EU-Kommission nicht informiert

Die vorübergehende Einführung von Grenzkontrollen in Schweden war am Donnerstag auch Thema in Brüssel. Die EU-Kommission sei im Vorfeld nicht darüber informiert worden, sagte eine Sprecherin am Donnerstag. Die Kommission warte nun auf eine offizielle Benachrichtigung.

Die Sprecherin der Kommission stellte gegenüber Journalisten klar, dass die EU-Länder die Kommission informieren sollten, wenn derartige Entscheidungen - wie die Einführung von Grenzkontrollen - getroffen werden, nicht aber notwendigerweise davor.

Kommissionspräsident Jean-Claude Juncker habe in der maltesischen Hauptstadt Valletta mit dem schwedischen Regierungschef Stefan Löfven gesprochen, hieß es in Brüssel.

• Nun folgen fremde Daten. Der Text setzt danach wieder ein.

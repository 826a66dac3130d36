use std::sync::LazyLock;

use regex::Regex;
use scraper::{Html, Node, Selector};

const PLACEHOLDER_OPEN: char = '\u{E000}';
const PLACEHOLDER_CLOSE: char = '\u{E001}';
const UNLINKABLE_ELEMENTS: &[&str] = &["a", "script", "style"];

static PLACEHOLDER_RE: LazyLock<Regex> =
    LazyLock::new(|| Regex::new("\u{E000}(\\d+)\u{E001}").expect("placeholder pattern"));

fn is_internal(href: &str, site_domain: Option<&str>) -> bool {
    if href.starts_with('/') {
        return true;
    }
    let Some(domain) = site_domain.filter(|domain| !domain.is_empty()) else {
        return false;
    };
    let lowered = href.to_ascii_lowercase();
    let Some(rest) = lowered
        .strip_prefix("https://")
        .or_else(|| lowered.strip_prefix("http://"))
    else {
        return false;
    };
    let rest = rest.strip_prefix("www.").unwrap_or(rest);
    rest.starts_with(&domain.to_ascii_lowercase())
}

/// Counts `(internal, external)` anchors carrying an `href`.
pub fn count_links(html: &str, site_domain: Option<&str>) -> (i64, i64) {
    let Ok(selector) = Selector::parse("a[href]") else {
        return (0, 0);
    };
    let fragment = Html::parse_fragment(html);

    let mut internal = 0;
    let mut external = 0;
    for anchor in fragment.select(&selector) {
        let Some(href) = anchor.value().attr("href") else {
            continue;
        };
        if is_internal(href, site_domain) {
            internal += 1;
        } else {
            external += 1;
        }
    }
    (internal, external)
}

fn escape_text(text: &str) -> String {
    text.replace('&', "&amp;")
        .replace('<', "&lt;")
        .replace('>', "&gt;")
}

/// A parsed HTML fragment whose text outside of anchors can gain new links.
///
/// Links are held as placeholders in the text nodes until [`LinkableHtml::into_html`]
/// serializes the tree, so later passes never match inside an inserted link.
pub struct LinkableHtml {
    fragment: Html,
    links: Vec<String>,
}

impl LinkableHtml {
    /// `None` when the input already carries placeholder characters.
    pub fn parse(html: &str) -> Option<Self> {
        if html.contains(PLACEHOLDER_OPEN) || html.contains(PLACEHOLDER_CLOSE) {
            return None;
        }
        Some(Self {
            fragment: Html::parse_fragment(html),
            links: Vec::new(),
        })
    }

    /// Links the first match of `pattern` in each eligible text node, stopping after `limit` links.
    pub fn link_first_matches(&mut self, pattern: &Regex, href: &str, limit: usize) -> usize {
        let text_nodes: Vec<_> = self
            .fragment
            .tree
            .root()
            .descendants()
            .filter(|node| node.value().is_text())
            .filter(|node| {
                node.ancestors().all(|ancestor| {
                    ancestor
                        .value()
                        .as_element()
                        .is_none_or(|element| !UNLINKABLE_ELEMENTS.contains(&element.name()))
                })
            })
            .map(|node| node.id())
            .collect();

        let mut added = 0;
        for id in text_nodes {
            if added >= limit {
                break;
            }
            let Some(mut node) = self.fragment.tree.get_mut(id) else {
                continue;
            };
            let Node::Text(text) = node.value() else {
                continue;
            };
            let Some(hit) = pattern.find(&text.text) else {
                continue;
            };

            let placeholder = format!("{}{}{}", PLACEHOLDER_OPEN, self.links.len(), PLACEHOLDER_CLOSE);
            let replaced = format!("{}{}{}", &text.text[..hit.start()], placeholder, &text.text[hit.end()..]);
            self.links.push(format!(
                r#"<a href="{}" class="internal-link">{}</a>"#,
                href,
                escape_text(hit.as_str())
            ));
            text.text.clear();
            text.text.push_slice(&replaced);
            added += 1;
        }
        added
    }

    pub fn into_html(self) -> String {
        let serialized = self.fragment.root_element().inner_html();
        PLACEHOLDER_RE
            .replace_all(&serialized, |captures: &regex::Captures| {
                captures[1]
                    .parse::<usize>()
                    .ok()
                    .and_then(|index| self.links.get(index))
                    .cloned()
                    .unwrap_or_default()
            })
            .into_owned()
    }
}

#[cfg(test)]
mod tests {
    use super::*;

    #[test]
    fn counts_internal_and_external_links() {
        let html = r#"
            <p><a href="/blog/intro">intro</a>
            <a href="https://www.example.com/about">about</a>
            <A HREF='http://example.com'>home</A>
            <a href="https://other.org/x">other</a>
            <a name="anchor-without-href">skip</a>
            <abbr title="not a link">x</abbr></p>
        "#;
        assert_eq!(count_links(html, Some("example.com")), (3, 1));
    }

    #[test]
    fn without_domain_only_relative_links_are_internal() {
        let html = r#"<a href="/a">a</a><a href="https://example.com">b</a>"#;
        assert_eq!(count_links(html, None), (1, 1));
    }

    #[test]
    fn angle_brackets_in_attributes_do_not_split_tags() {
        let html = r#"<p><a title="a > b" href="https://external.example.org/x">ext</a></p>"#;
        assert_eq!(count_links(html, Some("mysite.com")), (0, 1));
    }

    #[test]
    fn linking_leaves_attributes_and_anchors_alone() {
        let pattern = Regex::new(r"(?i)\bprogramming\b").unwrap();
        let mut html = LinkableHtml::parse(
            r#"<img alt="x > programming tips" src="/a.png"><a href="/y">programming</a><script>var programming = 1;</script>"#,
        )
        .unwrap();
        assert_eq!(html.link_first_matches(&pattern, "/blog/target", 5), 0);
        let serialized = html.into_html();
        assert!(!serialized.contains("internal-link"));
        assert!(serialized.contains(r#"alt="x > programming tips""#));
    }

    #[test]
    fn links_are_escaped_and_placed_in_text() {
        let pattern = Regex::new(r"(?i)\bfish & chips\b").unwrap();
        let mut html = LinkableHtml::parse("<p>Try Fish &amp; Chips today</p>").unwrap();
        assert_eq!(html.link_first_matches(&pattern, "/blog/food", 5), 1);
        assert_eq!(
            html.into_html(),
            r#"<p>Try <a href="/blog/food" class="internal-link">Fish &amp; Chips</a> today</p>"#
        );
    }

    #[test]
    fn placeholder_characters_in_input_are_rejected() {
        assert!(LinkableHtml::parse("<p>\u{E000}0\u{E001}</p>").is_none());
    }
}
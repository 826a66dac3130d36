use std::path::PathBuf;

pub const DEFAULT_DATABASE_URL: &str = "sqlite://cms.db";
pub const DEFAULT_BIND_ADDR: &str = "0.0.0.0:8000";
pub const DEFAULT_MEDIA_ROOT: &str = "media";
pub const DEFAULT_TOKEN_TTL_HOURS: i64 = 720;

pub const GROQ_BASE_URL: &str = "https://api.groq.com/openai/v1";
pub const GROQ_MODEL: &str = "deepseek-r1-distill-llama-70b";
pub const OPENAI_BASE_URL: &str = "https://api.openai.com/v1";
pub const OPENAI_MODEL: &str = "gpt-4o";
pub const PEXELS_BASE_URL: &str = "https://api.pexels.com/v1";

pub const DEFAULT_LLM_TIMEOUT_SECS: u64 = 60;
pub const DEFAULT_LLM_MAX_RETRIES: u32 = 2;
pub const DEFAULT_LLM_RETRY_BASE_MS: u64 = 1500;
pub const DEFAULT_LLM_RETRY_MAX_MS: u64 = 12_000;
pub const DEFAULT_MAX_CONCURRENT_JOBS: usize = 5;

#[derive(Debug, Clone, Copy, PartialEq, Eq)]
pub enum LlmProvider {
    Groq,
    OpenAi,
}

impl LlmProvider {
    pub fn label(self) -> &'static str {
        match self {
            Self::Groq => "Groq",
            Self::OpenAi => "OpenAI",
        }
    }
}

#[derive(Debug, Clone)]
pub struct LlmSettings {
    pub provider: LlmProvider,
    pub api_key: Option<String>,
    pub base_url: String,
    pub model: String,
    pub timeout_secs: u64,
    pub max_retries: u32,
    pub retry_base_ms: u64,
    pub retry_max_ms: u64,
}

#[derive(Debug, Clone)]
pub struct PexelsSettings {
    pub api_key: Option<String>,
    pub base_url: String,
}

#[derive(Debug, Clone)]
pub struct AppConfig {
    pub database_url: String,
    pub secret_key: String,
    pub bind_addr: String,
    pub media_root: PathBuf,
    pub site_domain: Option<String>,
    pub token_ttl_hours: i64,
    pub admin_username: Option<String>,
    pub llm: LlmSettings,
    pub pexels: PexelsSettings,
    pub auto_publish: bool,
    pub background_jobs: bool,
    pub max_concurrent_jobs: usize,
}

impl AppConfig {
    pub fn from_env() -> Self {
        let groq_key = env_string("GROQ_API_KEY");
        let openai_key = env_string("OPENAI_API_KEY");

        // Groq wins whenever its key is present.
        let (provider, default_base, default_model) = if groq_key.is_some() {
            (LlmProvider::Groq, GROQ_BASE_URL, GROQ_MODEL)
        } else {
            (LlmProvider::OpenAi, OPENAI_BASE_URL, OPENAI_MODEL)
        };

        let retry_base_ms = env_parse("LLM_RETRY_BASE_MS")
            .filter(|value: &u64| *value > 0)
            .unwrap_or(DEFAULT_LLM_RETRY_BASE_MS);

        let llm = LlmSettings {
            provider,
            api_key: groq_key.or(openai_key),
            base_url: env_string("LLM_BASE_URL").unwrap_or_else(|| default_base.to_string()),
            model: env_string("LLM_MODEL").unwrap_or_else(|| default_model.to_string()),
            timeout_secs: env_parse("LLM_TIMEOUT_SECS").unwrap_or(DEFAULT_LLM_TIMEOUT_SECS),
            max_retries: env_parse("LLM_MAX_RETRIES")
                .map(|value: u32| value.min(10))
                .unwrap_or(DEFAULT_LLM_MAX_RETRIES),
            retry_base_ms,
            retry_max_ms: env_parse("LLM_RETRY_MAX_MS")
                .filter(|value: &u64| *value > 0)
                .unwrap_or(DEFAULT_LLM_RETRY_MAX_MS)
                .max(retry_base_ms),
        };

        Self {
            database_url: env_string("DATABASE_URL")
                .unwrap_or_else(|| DEFAULT_DATABASE_URL.to_string()),
            secret_key: env_string("SECRET_KEY").unwrap_or_default(),
            bind_addr: env_string("BIND_ADDR").unwrap_or_else(|| DEFAULT_BIND_ADDR.to_string()),
            media_root: PathBuf::from(
                env_string("MEDIA_ROOT").unwrap_or_else(|| DEFAULT_MEDIA_ROOT.to_string()),
            ),
            site_domain: env_string("SITE_DOMAIN"),
            token_ttl_hours: env_parse("TOKEN_TTL_HOURS")
                .filter(|value: &i64| *value > 0)
                .unwrap_or(DEFAULT_TOKEN_TTL_HOURS),
            admin_username: env_string("ADMIN_USERNAME"),
            llm,
            pexels: PexelsSettings {
                api_key: env_string("PEXELS_API_KEY"),
                base_url: env_string("PEXELS_BASE_URL")
                    .unwrap_or_else(|| PEXELS_BASE_URL.to_string()),
            },
            auto_publish: env_bool("AI_AUTO_PUBLISH_POSTS").unwrap_or(true),
            background_jobs: env_bool("AI_BACKGROUND_JOBS").unwrap_or(true),
            max_concurrent_jobs: env_parse("AI_MAX_CONCURRENT_JOBS")
                .filter(|value: &usize| *value > 0)
                .unwrap_or(DEFAULT_MAX_CONCURRENT_JOBS),
        }
    }

    /// Configuration for tests: in-memory database, no outbound keys, no background jobs.
    #[cfg(test)]
    pub fn for_tests(media_root: PathBuf) -> Self {
        Self {
            database_url: "sqlite::memory:".to_string(),
            secret_key: "test-secret".to_string(),
            bind_addr: DEFAULT_BIND_ADDR.to_string(),
            media_root,
            site_domain: Some("example.com".to_string()),
            token_ttl_hours: DEFAULT_TOKEN_TTL_HOURS,
            admin_username: None,
            llm: LlmSettings {
                provider: LlmProvider::OpenAi,
                api_key: None,
                base_url: OPENAI_BASE_URL.to_string(),
                model: OPENAI_MODEL.to_string(),
                timeout_secs: 5,
                max_retries: 0,
                retry_base_ms: 1,
                retry_max_ms: 1,
            },
            pexels: PexelsSettings {
                api_key: None,
                base_url: PEXELS_BASE_URL.to_string(),
            },
            auto_publish: true,
            background_jobs: false,
            max_concurrent_jobs: 1,
        }
    }
}

fn env_string(key: &str) -> Option<String> {
    std::env::var(key)
        .ok()
        .map(|value| value.trim().to_string())
        .filter(|value| !value.is_empty())
}

fn env_parse<T: std::str::FromStr>(key: &str) -> Option<T> {
    env_string(key).and_then(|raw| raw.parse::<T>().ok())
}

fn env_bool(key: &str) -> Option<bool> {
    env_string(key).and_then(|raw| parse_bool(&raw))
}

fn parse_bool(raw: &str) -> Option<bool> {
    match raw.to_ascii_lowercase().as_str() {
        "1" | "true" | "yes" | "on" => Some(true),
        "0" | "false" | "no" | "off" => Some(false),
        _ => None,
    }
}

Einschnitte bei den Hilfsgeldern

Europa ist das erklärte Ziel vieler Flüchtlinge, weshalb der Andrang der Schutzsuchenden die europäischen Länder auf eine harte logistische und finanzielle Probe stellt. UN-Generalsekretär Ban rügte nun aber indirekt die nordeuropäischen Länder für Kürzungen bei der Entwicklungshilfe, um die Flüchtlingskrise zu bewältigen. Er nannte kein Land konkret - Finnland, Norwegen und Schweden planen derzeit aber entscheidende Einschnitte bei den Hilfsgeldern für arme Länder. Dänemark beschloss die Budget-Kürzungen bereits, die Niederlande erwägen Umverteilungen der Gelder.

"Die Ressourcen eines Bereichs sollten nicht auf Kosten eines anderen gehen", erklärte Ban. An der Entwicklungshilfe zu sparen sei "kontraproduktiv". Damit werde Millionen Menschen weltweit die Chance auf ein besseres Leben genommen.